Aku berjalan sendirian dengan angin yang berhembus pelan menerpa tubuhku. Mengingat namanya membuatku ingin menitikkan air mata, sayangnya air mataku sudah habis sekitar 7 tahun yang lalu. Saat ia perlahan-lahan menutup matanya, meninggalkanku sendiri di dunia yang kejam ini untuk selamanya.

Aku sudah pusing dengan semua tumpukan beban yang ayah berikan padaku, kini aku harus memimpin perusahaan-nya tanpa Kwon Saera yang seharusnya menemaniku sejak dulu.

Kulangkahkan kaki tak tentu arah di atas pasir bersih di pinggi pantai yang sepi ini. Sepi karena ini adalah pulau pribadi milik perusahaan ayahku.

Sesaat langkahku terhenti, aku menoleh melihat ada orang lain disini. Tak jauh dari tempatku berdiri sesosok perempuan tersenyum menatapku. Entah ia hadir dari mana asalnya, aku tak tahu pasti.

“Choi Minho…” Panggilnya, ia melambaikan tangannya yang lembut padaku.

Aku terbelalak tak percaya, senyuman bahagia tak bisa kuhindari terlukis di wajahku. Suaranya benar-benar membuatku tersadar, bahwa dia adalah orang yang sejak tadi ada di pikiranku. Ku hampiri gadis itu, gadis-ku 7 tahun yang lalu.

“Saera? Kau Kwon Saera?” Tanyaku ada gadis yang kini sudah berada di hadapanku.

“Ne chagiya, apa kau lupa padaku?” Ucapnya lembut sambil mengerucutkan bibirnya.

“Kau, kenapa bisa ada disini?” Tanyaku dengan penasaran.

“Jadi, Choi Minho tidak ingin kekasihnya kembali?” Ucapnya dengan ekspresi kesal yang terlihat dibuat-buat.

Aku terkekh senang melihatnya. Ya tuhan, bagaimana mungkin gadis yang sudah lama meninggal bisa hadir kembali di hadapanku. Apa aku tidak bermimpi?

Gadis itu menatapku heran. Dia mencubit pipiku dengan gemasnya.

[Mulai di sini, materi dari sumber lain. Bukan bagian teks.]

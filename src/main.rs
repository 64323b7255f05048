// src/main.rs
// =============================================================================
// Entry point: parse the CLI, dispatch to the link checker or the listing
// tools, and exit with a meaningful code.
//
// Exit codes:
//   0 = success (no broken links / listing work finished)
//   1 = broken links found
//   2 = internal error
//
// Everything runs on a single-threaded tokio runtime: the workload is
// I/O-bound and the checker bounds its own concurrency with batches, so
// extra worker threads buy nothing and the state can stay in plain
// RefCell/Rc instead of locks.
// =============================================================================

mod checker;
mod cli;
mod listings;
mod prompt;
mod util;

use std::path::Path;

use anyhow::Result;
use clap::Parser;
use futures::future::join_all;

use cli::{Cli, Commands};
use prompt::{Prompter, TerminalPrompter};

#[tokio::main(flavor = "current_thread")]
async fn main() {
    let exit_code = match run().await {
        Ok(code) => code,
        Err(e) => {
            eprintln!("Error: {:#}", e);
            2
        }
    };

    std::process::exit(exit_code);
}

async fn run() -> Result<i32> {
    let cli = Cli::parse();

    match cli.command {
        Commands::Check {
            json,
            link_batch,
            file_batch,
        } => run_check(json, link_batch, file_batch).await,
        Commands::Listings => run_listings().await,
    }
}

/// Full link-check pass over every markdown file under `<root>/src`.
async fn run_check(json: bool, link_batch: usize, file_batch: usize) -> Result<i32> {
    let root = std::env::var("LINK_CHECK_ROOT").unwrap_or_else(|_| ".".to_string());
    let src_dir = Path::new(&root).join("src");

    println!("🔍 Checking links under {}", src_dir.display());

    let files = checker::find_markdown_files(&src_dir).await?;
    if files.is_empty() {
        println!("⚠️  No markdown files found");
        return Ok(0);
    }
    println!("📄 Found {} markdown file(s)\n", files.len());

    let probe = checker::WebProbe::new()?;
    let cache = checker::AnchorCache::new();
    let mut result = checker::CheckResult {
        total_files: files.len(),
        ..Default::default()
    };

    // Files are processed in batches of `file_batch`; within a file, links
    // run in batches of `link_batch`. A file that fails to read is reported
    // and skipped, never fatal for the run.
    for chunk in files.chunks(file_batch.max(1)) {
        let reports = join_all(chunk.iter().map(|file| {
            let probe = &probe;
            let cache = &cache;
            async move { (file, checker::check_file(probe, cache, file, link_batch).await) }
        }))
        .await;

        for (file, report) in reports {
            let relative = checker::relative_to(file, &src_dir);
            match report {
                Ok(report) => {
                    if report.broken.is_empty() {
                        println!("✓ {} ({} links)", relative, report.links);
                    } else {
                        println!(
                            "❌ {} ({} links, {} broken)",
                            relative,
                            report.links,
                            report.broken.len()
                        );
                    }
                    result.total_links += report.links;
                    result.skipped_links += report.skipped;
                    result.broken_links.extend(report.broken);
                }
                Err(e) => eprintln!("⚠️  Skipping {}: {:#}", relative, e),
            }
        }
    }

    // Links that only ever answered 429 get a slow second chance before
    // they count as broken.
    if result.broken_links.iter().any(|l| l.rate_limited) {
        let outcome = checker::retry_rate_limited(
            &probe,
            &checker::RetryPolicy::default(),
            std::mem::take(&mut result.broken_links),
            &src_dir,
        )
        .await;
        result.broken_links = outcome.still_broken;
    }

    if json {
        checker::print_json(&result)?;
        return Ok(if result.broken_links.is_empty() { 0 } else { 1 });
    }

    let broken = checker::print_summary(&result, &src_dir);
    Ok(if broken > 0 { 1 } else { 0 })
}

/// Interactive listing maintenance menu.
async fn run_listings() -> Result<i32> {
    let root = std::env::var("BOOK_ROOT").unwrap_or_else(|_| ".".to_string());
    let store = listings::DiskStore::new(
        Path::new(&root).join("src"),
        Path::new(&root).join("listings"),
    );
    let mut prompter = TerminalPrompter::new();

    let choices = vec![
        "Rename a listing".to_string(),
        "Reorder listings automatically".to_string(),
    ];
    match prompter.select("What do you want to do?", &choices)? {
        Some(0) => listings::rename_interactive(&store, &mut prompter).await?,
        Some(1) => {
            listings::delete_stale_tmp(&store).await?;
            listings::fix_chapter_numbers(&store).await?;
            listings::reorder_listings(&store, &mut prompter).await?;
            println!("✅ Reordering complete");
        }
        _ => println!("Cancelled."),
    }

    Ok(0)
}
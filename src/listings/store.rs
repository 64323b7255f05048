// src/listings/store.rs
// =============================================================================
// Filesystem port for the renumbering tool.
//
// The reorder/rename algorithms never touch the filesystem directly; they
// go through this trait so they can run against an in-memory double in
// tests. The disk implementation maps straight onto the book layout:
//
//   <root>/src/ch<NN>-<part>-<slug>.md        chapter documents
//   <root>/listings/ch<NN>-<topic>/           one folder per chapter
//   <root>/listings/ch<NN>-<topic>/listing_<NN>_<NN>/   one per listing,
//       each containing a Scarb.toml manifest with a `name = "..."` line
// =============================================================================

use std::path::PathBuf;

use anyhow::{Context, Result};

/// Access to chapter documents and listing folders.
pub trait BookStore {
    /// Names of all `ch*.md` files, sorted.
    async fn chapter_files(&self) -> Result<Vec<String>>;
    async fn read_chapter(&self, name: &str) -> Result<String>;
    async fn write_chapter(&self, name: &str, content: &str) -> Result<()>;

    /// Names of the per-chapter topic folders under the listings root.
    async fn topic_dirs(&self) -> Result<Vec<String>>;
    /// Names of the listing folders inside one topic folder.
    async fn listing_dirs(&self, topic: &str) -> Result<Vec<String>>;
    async fn listing_exists(&self, topic: &str, name: &str) -> Result<bool>;
    async fn rename_listing_dir(&self, topic: &str, from: &str, to: &str) -> Result<()>;
    async fn remove_listing_dir(&self, topic: &str, name: &str) -> Result<()>;

    async fn read_manifest(&self, topic: &str, listing: &str) -> Result<String>;
    async fn write_manifest(&self, topic: &str, listing: &str, content: &str) -> Result<()>;
}

/// Disk-backed store rooted at the book's `src/` and `listings/` dirs.
pub struct DiskStore {
    src_dir: PathBuf,
    listings_dir: PathBuf,
}

impl DiskStore {
    pub fn new(src_dir: PathBuf, listings_dir: PathBuf) -> Self {
        Self {
            src_dir,
            listings_dir,
        }
    }

    fn listing_path(&self, topic: &str, listing: &str) -> PathBuf {
        self.listings_dir.join(topic).join(listing)
    }

    async fn dir_names(&self, path: &PathBuf) -> Result<Vec<String>> {
        let mut names = Vec::new();
        let mut entries = tokio::fs::read_dir(path)
            .await
            .with_context(|| format!("failed to read directory {}", path.display()))?;
        while let Some(entry) = entries.next_entry().await? {
            if entry.file_type().await?.is_dir() {
                names.push(entry.file_name().to_string_lossy().into_owned());
            }
        }
        names.sort();
        Ok(names)
    }
}

impl BookStore for DiskStore {
    async fn chapter_files(&self) -> Result<Vec<String>> {
        let mut names = Vec::new();
        let mut entries = tokio::fs::read_dir(&self.src_dir)
            .await
            .with_context(|| format!("failed to read {}", self.src_dir.display()))?;
        while let Some(entry) = entries.next_entry().await? {
            let name = entry.file_name().to_string_lossy().into_owned();
            if entry.file_type().await?.is_file()
                && name.starts_with("ch")
                && name.ends_with(".md")
            {
                names.push(name);
            }
        }
        names.sort();
        Ok(names)
    }

    async fn read_chapter(&self, name: &str) -> Result<String> {
        let path = self.src_dir.join(name);
        tokio::fs::read_to_string(&path)
            .await
            .with_context(|| format!("failed to read {}", path.display()))
    }

    async fn write_chapter(&self, name: &str, content: &str) -> Result<()> {
        let path = self.src_dir.join(name);
        tokio::fs::write(&path, content)
            .await
            .with_context(|| format!("failed to write {}", path.display()))
    }

    async fn topic_dirs(&self) -> Result<Vec<String>> {
        self.dir_names(&self.listings_dir).await
    }

    async fn listing_dirs(&self, topic: &str) -> Result<Vec<String>> {
        self.dir_names(&self.listings_dir.join(topic)).await
    }

    async fn listing_exists(&self, topic: &str, name: &str) -> Result<bool> {
        Ok(tokio::fs::metadata(self.listing_path(topic, name))
            .await
            .is_ok())
    }

    async fn rename_listing_dir(&self, topic: &str, from: &str, to: &str) -> Result<()> {
        let from_path = self.listing_path(topic, from);
        let to_path = self.listing_path(topic, to);
        tokio::fs::rename(&from_path, &to_path)
            .await
            .with_context(|| {
                format!(
                    "failed to rename {} to {}",
                    from_path.display(),
                    to_path.display()
                )
            })
    }

    async fn remove_listing_dir(&self, topic: &str, name: &str) -> Result<()> {
        let path = self.listing_path(topic, name);
        tokio::fs::remove_dir_all(&path)
            .await
            .with_context(|| format!("failed to remove {}", path.display()))
    }

    async fn read_manifest(&self, topic: &str, listing: &str) -> Result<String> {
        let path = self.listing_path(topic, listing).join("Scarb.toml");
        tokio::fs::read_to_string(&path)
            .await
            .with_context(|| format!("failed to read {}", path.display()))
    }

    async fn write_manifest(&self, topic: &str, listing: &str, content: &str) -> Result<()> {
        let path = self.listing_path(topic, listing).join("Scarb.toml");
        tokio::fs::write(&path, content)
            .await
            .with_context(|| format!("failed to write {}", path.display()))
    }
}


#[cfg(test)]
mod tests {
    use super::*;

    #[tokio::test]
    async fn test_disk_store_round_trip() {
        let dir = tempfile::tempdir().unwrap();
        let src = dir.path().join("src");
        let listings = dir.path().join("listings");
        tokio::fs::create_dir_all(&src).await.unwrap();
        tokio::fs::create_dir_all(listings.join("ch04-testing/listing_04_01"))
            .await
            .unwrap();
        tokio::fs::write(src.join("ch04-00-testing.md"), "# Testing\n")
            .await
            .unwrap();
        tokio::fs::write(src.join("SUMMARY.md"), "- summary\n")
            .await
            .unwrap();
        tokio::fs::write(
            listings.join("ch04-testing/listing_04_01/Scarb.toml"),
            "name = \"listing_04_01\"\n",
        )
        .await
        .unwrap();

        let store = DiskStore::new(src, listings);

        // SUMMARY.md is not a chapter file.
        assert_eq!(store.chapter_files().await.unwrap(), vec!["ch04-00-testing.md"]);
        assert_eq!(store.topic_dirs().await.unwrap(), vec!["ch04-testing"]);
        assert_eq!(
            store.listing_dirs("ch04-testing").await.unwrap(),
            vec!["listing_04_01"]
        );
        assert!(store.listing_exists("ch04-testing", "listing_04_01").await.unwrap());

        store
            .rename_listing_dir("ch04-testing", "listing_04_01", "listing_04_02_tmp")
            .await
            .unwrap();
        assert!(store
            .listing_exists("ch04-testing", "listing_04_02_tmp")
            .await
            .unwrap());
        assert_eq!(
            store
                .read_manifest("ch04-testing", "listing_04_02_tmp")
                .await
                .unwrap(),
            "name = \"listing_04_01\"\n"
        );
    }

    #[tokio::test]
    async fn test_memory_rename_to_occupied_destination_keeps_source() {
        use test_support::MemoryStore;

        let store = MemoryStore::new();
        store.add_listing("ch04-testing", "listing_04_01");
        store.add_listing("ch04-testing", "listing_04_02");

        let result = store
            .rename_listing_dir("ch04-testing", "listing_04_01", "listing_04_02")
            .await;
        assert!(result.is_err());

        // The source survives the refused rename, manifest included.
        assert_eq!(
            store.listings_of("ch04-testing"),
            vec!["listing_04_01", "listing_04_02"]
        );
        assert!(store
            .manifest_of("ch04-testing", "listing_04_01")
            .contains("name = \"listing_04_01\""));
    }
}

Dan rasanya cukup sakit di cubit olehnya. Tentu saja, ini berarti aku sama sekali tidak bermimpi.

“Bagaimana bisa?” Gumamku pelan.

“Oppa, ayo kita lihat sunset.” Ucapnya yang kini menarikku untuk duduk di pasir putih lembut ini.

Bahkan tangannya yang lembut itu, menggenggam tanganku erat. Dia benar-benar nyata.

Cup

Aku mencium pipinya yang lembut itu dari samping. Tercium aroma parfum nya yang kurindukan.

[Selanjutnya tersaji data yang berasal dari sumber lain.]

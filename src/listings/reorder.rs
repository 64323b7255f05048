// src/listings/reorder.rs
// =============================================================================
// Keeps "Listing X-Y" captions and their backing folders numbered 1..N per
// chapter.
//
// Chapters span several files, so the expected listing number is threaded
// through the pass and reset whenever the chapter changes (files are
// processed in sorted name order, keeping a chapter's files contiguous).
// When a file's content changes, the file is rescanned with the same entry
// number: earlier edits shift downstream match positions, so a single pass
// cannot be trusted after a rewrite.
//
// Folder renames within a chapter may collide (3->4 while 4 still exists),
// so every rename is staged under a `_tmp` suffix and committed once the
// chapter is done.
// =============================================================================

use anyhow::Result;
use regex::Regex;

use super::rename::rename_listing;
use super::scan::{
    caption_text, chapter_number, fix_captions_chapter, last_include_before,
    listing_folder_name, scan_captions,
};
use super::store::BookStore;
use crate::prompt::Prompter;
use crate::util::{find_name_including, pad2, print_diff};

/// Removes `_tmp` folders left behind by an interrupted earlier run.
pub async fn delete_stale_tmp<S: BookStore>(store: &S) -> Result<()> {
    for topic in store.topic_dirs().await? {
        for listing in store.listing_dirs(&topic).await? {
            if listing.ends_with("_tmp") {
                println!("Found old tmp folder {}/{}, deleting it", topic, listing);
                store.remove_listing_dir(&topic, &listing).await?;
            }
        }
    }
    Ok(())
}

/// Commits staged renames: strips the `_tmp` suffix from every staged
/// folder, removing whatever occupies the destination name first.
pub async fn commit_staged_renames<S: BookStore>(store: &S) -> Result<()> {
    for topic in store.topic_dirs().await? {
        for listing in store.listing_dirs(&topic).await? {
            let Some(final_name) = listing.strip_suffix("_tmp") else {
                continue;
            };

            if store.listing_exists(&topic, final_name).await? {
                store.remove_listing_dir(&topic, final_name).await?;
            }

            match store.rename_listing_dir(&topic, &listing, final_name).await {
                Ok(()) => println!("Renamed {}/{} to {}/{}", topic, listing, topic, final_name),
                Err(e) => eprintln!("Error renaming folder {}/{}: {:#}", topic, listing, e),
            }
        }
    }
    Ok(())
}

/// Non-interactive pre-pass: rewrites captions whose declared chapter
/// number disagrees with the file's chapter number.
pub async fn fix_chapter_numbers<S: BookStore>(store: &S) -> Result<()> {
    for file in store.chapter_files().await? {
        let Some(chapter) = chapter_number(&file) else {
            println!("Warning: File {} doesn't match expected format (chX.md)", file);
            continue;
        };

        let content = store.read_chapter(&file).await?;
        let (fixed, changes) = fix_captions_chapter(&content, chapter);
        if changes.is_empty() {
            continue;
        }

        store.write_chapter(&file, &fixed).await?;
        println!("Updated captions in file: {}", file);
        for (old, new) in changes {
            println!("Replaced: \"{}\" with \"{}\"", old, new);
        }
    }
    Ok(())
}

/// Full sequential renumbering pass over every chapter.
pub async fn reorder_listings<S: BookStore, P: Prompter>(
    store: &S,
    prompter: &mut P,
) -> Result<()> {
    let files = store.chapter_files().await?;

    let mut expected = 1u32;
    let mut current_chapter = 0u32;

    for file in files {
        let Some(chapter) = chapter_number(&file) else {
            println!("Warning: File {} doesn't match expected format (chX.md)", file);
            continue;
        };

        if chapter != current_chapter {
            // Close out the previous chapter before its numbers go stale.
            commit_staged_renames(store).await?;
            current_chapter = chapter;
            expected = 1;
        }

        loop {
            let (updated, next) =
                process_file(store, prompter, &file, chapter, expected).await?;
            if !updated {
                expected = next;
                break;
            }
            // Content changed: rescan with the same entry number.
        }
    }

    commit_staged_renames(store).await
}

“Apa yang kau lakukan?” Ucapnya yang terlihat kaget, aku terbelalak mendengar ucapannya.

“Wae?” Tanyaku bingung.

“Kau harus meminta izin dulu jika ingin menciumku.” Ucapnya yang terlihat mengusap pipinya.

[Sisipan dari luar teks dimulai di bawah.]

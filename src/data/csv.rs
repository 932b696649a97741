//! MNIST CSV reading.
//!
//! Supported format:
//! - UTF-8, comma-separated, one image per row
//! - first column is the class label, followed by `input_size` raw pixel
//!   intensities in [0, 255]
//! - optional header row (auto-detected: the first row is a header if it
//!   contains any non-numeric, non-empty cell)
//! - blank lines are ignored
//!
//! Pixels are scaled with `scale_pixel` and labels one-hot encoded with
//! `one_hot`, so every returned `Sample` is ready for `Network::train`.

use std::path::Path;

use tracing::debug;

use crate::data::encode::{one_hot, scale_pixel, MAX_PIXEL};
use crate::data::Sample;
use crate::error::{NetError, Result};

// ---------------------------------------------------------------------------
// Public API
// ---------------------------------------------------------------------------

/// Reads and parses an MNIST CSV file.
pub fn read_csv<P: AsRef<Path>>(path: P, input_size: usize, classes: usize) -> Result<Vec<Sample>> {
    let path = path.as_ref();
    let text = std::fs::read_to_string(path)?;
    let samples = parse_csv(&text, input_size, classes)?;
    debug!(path = %path.display(), samples = samples.len(), "read dataset");
    Ok(samples)
}

/// Parses MNIST CSV text into samples.
///
/// Row numbers in errors are 1-based line numbers of the input text.
pub fn parse_csv(text: &str, input_size: usize, classes: usize) -> Result<Vec<Sample>> {
    let mut lines = text.lines().enumerate().peekable();

    // Auto-detect header: skip first line if any cell is non-numeric.
    if let Some((_, first)) = lines.peek() {
        if is_header(first) {
            lines.next();
        }
    }

    let mut samples = Vec::new();

    for (idx, line) in lines {
        let row = idx + 1;
        let line = line.trim();
        if line.is_empty() {
            continue;
        }

        let cells: Vec<&str> = line.split(',').map(str::trim).collect();
        if cells.len() != input_size + 1 {
            return Err(NetError::Dataset {
                row,
                reason: format!(
                    "expected {} columns (label + {} pixels), got {}",
                    input_size + 1,
                    input_size,
                    cells.len()
                ),
            });
        }

        let label = parse_label(cells[0], classes, row)?;
        let input = cells[1..]
            .iter()
            .map(|cell| parse_pixel(cell, row).map(scale_pixel))
            .collect::<Result<Vec<f64>>>()?;
        let target = one_hot(label, classes)?;

        samples.push(Sample { label, input, target });
    }

    Ok(samples)
}

// ---------------------------------------------------------------------------
// Private helpers
// ---------------------------------------------------------------------------

/// Returns `true` if the row looks like a header (any cell non-numeric).
fn is_header(line: &str) -> bool {
    line.split(',').any(|c| {
        let t = c.trim();
        !t.is_empty() && t.parse::<f64>().is_err()
    })
}

fn parse_label(cell: &str, classes: usize, row: usize) -> Result<usize> {
    let label: usize = cell.parse().map_err(|_| NetError::Dataset {
        row,
        reason: format!("label '{cell}' is not a non-negative integer"),
    })?;
    if label >= classes {
        return Err(NetError::Dataset {
            row,
            reason: format!("label {label} >= number of classes {classes}"),
        });
    }
    Ok(label)
}

fn parse_pixel(cell: &str, row: usize) -> Result<f64> {
    let value: f64 = cell.parse().map_err(|_| NetError::Dataset {
        row,
        reason: format!("'{cell}' is not a valid number"),
    })?;
    if !(0.0..=MAX_PIXEL).contains(&value) {
        return Err(NetError::Dataset {
            row,
            reason: format!("pixel value {value} outside [0, {MAX_PIXEL}]"),
        });
    }
    Ok(value)
}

“Wae?” Tanyaku lagi, namun ia tak menjawab dan hanya tersenyum.

Aku menatapnya, menelisik wajahnya. Misterius, gadis ini menjadi misterius sekarang. Aneh sekali, bahkan ia tak menjelaskan kemana saja ia pergi untuk jangka waktu 7 tahun ini. Bahkan ia tak mengatakan mengapa ia bisa hidup, mengingat aku yang menjadi saksi mata saat ia menghembuskan nafas terakhirnya.

“Lihat, mataharinya turun.” Ucap gadis ini memecahkan lamunanku. Pandanganku teralihkan menuju langit di hadapanku.

Ya langit terlihat sangat indah. Matahari berwarna oranye itu perlahan-lahan turun di garis cakrawala. Kami berdua hanya bisa terdiam melihat pemandangan indah ini. Langit berwarna jingga seakan-akan menemani kami menonton pemandangan sunset ini.

Aku menghela nafas dan tersenyum sesaat setelah matahari benar-benar menghilang dan tergantikan oleh malam yang gelap. Langit sudah gelap aku menoleh ke sampingku.

“Saera?!!” Gadis itu menghilang, tak berbekas sama sekali. Aku bhakan tak menyadari kepergiannya.

“Saera…” Aku memanggilnya lirih, baranjak lari menyusuri pinggir panatai yang sudah gelap ini. Namun, gadis itu tetap tak terlihat sama sekali.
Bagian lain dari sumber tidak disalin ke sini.